_About this task_: Once the lines below holding the string "along" are counted, give that number alone.

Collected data
++++++++++
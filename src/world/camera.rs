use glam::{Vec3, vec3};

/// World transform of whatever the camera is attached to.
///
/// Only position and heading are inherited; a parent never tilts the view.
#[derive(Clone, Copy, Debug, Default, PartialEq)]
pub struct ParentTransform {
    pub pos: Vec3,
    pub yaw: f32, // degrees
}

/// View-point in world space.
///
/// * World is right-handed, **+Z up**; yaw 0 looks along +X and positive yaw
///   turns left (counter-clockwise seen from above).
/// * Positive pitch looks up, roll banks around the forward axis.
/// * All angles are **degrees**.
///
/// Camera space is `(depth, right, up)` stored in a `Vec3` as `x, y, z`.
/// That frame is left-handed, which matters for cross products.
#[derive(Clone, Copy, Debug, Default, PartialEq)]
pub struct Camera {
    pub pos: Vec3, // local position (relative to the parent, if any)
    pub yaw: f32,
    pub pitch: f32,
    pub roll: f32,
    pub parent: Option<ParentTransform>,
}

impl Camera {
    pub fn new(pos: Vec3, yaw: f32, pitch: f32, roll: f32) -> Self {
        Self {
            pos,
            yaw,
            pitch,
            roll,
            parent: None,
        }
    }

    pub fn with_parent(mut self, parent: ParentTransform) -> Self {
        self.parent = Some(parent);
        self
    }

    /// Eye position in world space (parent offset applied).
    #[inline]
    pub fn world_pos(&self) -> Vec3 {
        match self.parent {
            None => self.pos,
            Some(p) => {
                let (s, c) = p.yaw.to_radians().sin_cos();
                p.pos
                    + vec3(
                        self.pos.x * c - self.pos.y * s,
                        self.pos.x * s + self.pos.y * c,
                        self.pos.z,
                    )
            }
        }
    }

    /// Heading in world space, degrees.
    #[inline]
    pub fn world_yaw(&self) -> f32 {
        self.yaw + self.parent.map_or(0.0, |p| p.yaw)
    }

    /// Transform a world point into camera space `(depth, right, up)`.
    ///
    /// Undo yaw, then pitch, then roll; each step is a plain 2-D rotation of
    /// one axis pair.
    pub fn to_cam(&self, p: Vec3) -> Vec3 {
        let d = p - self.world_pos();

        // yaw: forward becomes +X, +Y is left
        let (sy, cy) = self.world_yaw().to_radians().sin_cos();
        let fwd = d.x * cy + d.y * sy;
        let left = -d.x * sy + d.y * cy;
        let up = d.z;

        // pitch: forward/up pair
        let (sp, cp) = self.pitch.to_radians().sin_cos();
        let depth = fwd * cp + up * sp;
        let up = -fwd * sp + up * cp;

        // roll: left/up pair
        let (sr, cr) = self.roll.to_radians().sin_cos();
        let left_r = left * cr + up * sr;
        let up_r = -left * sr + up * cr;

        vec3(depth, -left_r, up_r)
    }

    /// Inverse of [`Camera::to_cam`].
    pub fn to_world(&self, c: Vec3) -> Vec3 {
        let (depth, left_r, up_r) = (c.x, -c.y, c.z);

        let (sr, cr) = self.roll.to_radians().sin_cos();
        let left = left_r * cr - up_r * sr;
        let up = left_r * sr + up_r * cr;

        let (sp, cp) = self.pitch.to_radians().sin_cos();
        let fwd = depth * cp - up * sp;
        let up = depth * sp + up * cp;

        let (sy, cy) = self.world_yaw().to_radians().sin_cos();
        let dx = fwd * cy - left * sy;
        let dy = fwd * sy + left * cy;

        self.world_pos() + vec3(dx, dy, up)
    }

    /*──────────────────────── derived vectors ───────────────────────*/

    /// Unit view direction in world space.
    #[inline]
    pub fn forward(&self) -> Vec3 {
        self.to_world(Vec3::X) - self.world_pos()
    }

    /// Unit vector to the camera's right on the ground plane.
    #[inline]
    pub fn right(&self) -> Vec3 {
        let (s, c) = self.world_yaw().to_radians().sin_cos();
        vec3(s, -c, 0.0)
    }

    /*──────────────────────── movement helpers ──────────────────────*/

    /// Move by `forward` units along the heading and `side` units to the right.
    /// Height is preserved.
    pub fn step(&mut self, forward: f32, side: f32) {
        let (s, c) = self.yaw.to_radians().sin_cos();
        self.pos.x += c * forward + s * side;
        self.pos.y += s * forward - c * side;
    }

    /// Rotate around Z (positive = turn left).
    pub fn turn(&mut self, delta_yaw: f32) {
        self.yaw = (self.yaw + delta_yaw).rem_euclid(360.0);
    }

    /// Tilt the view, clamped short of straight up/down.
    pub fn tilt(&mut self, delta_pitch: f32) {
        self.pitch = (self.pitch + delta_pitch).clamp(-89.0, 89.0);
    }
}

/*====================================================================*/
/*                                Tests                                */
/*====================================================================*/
++++++++++
_Final answer_: 2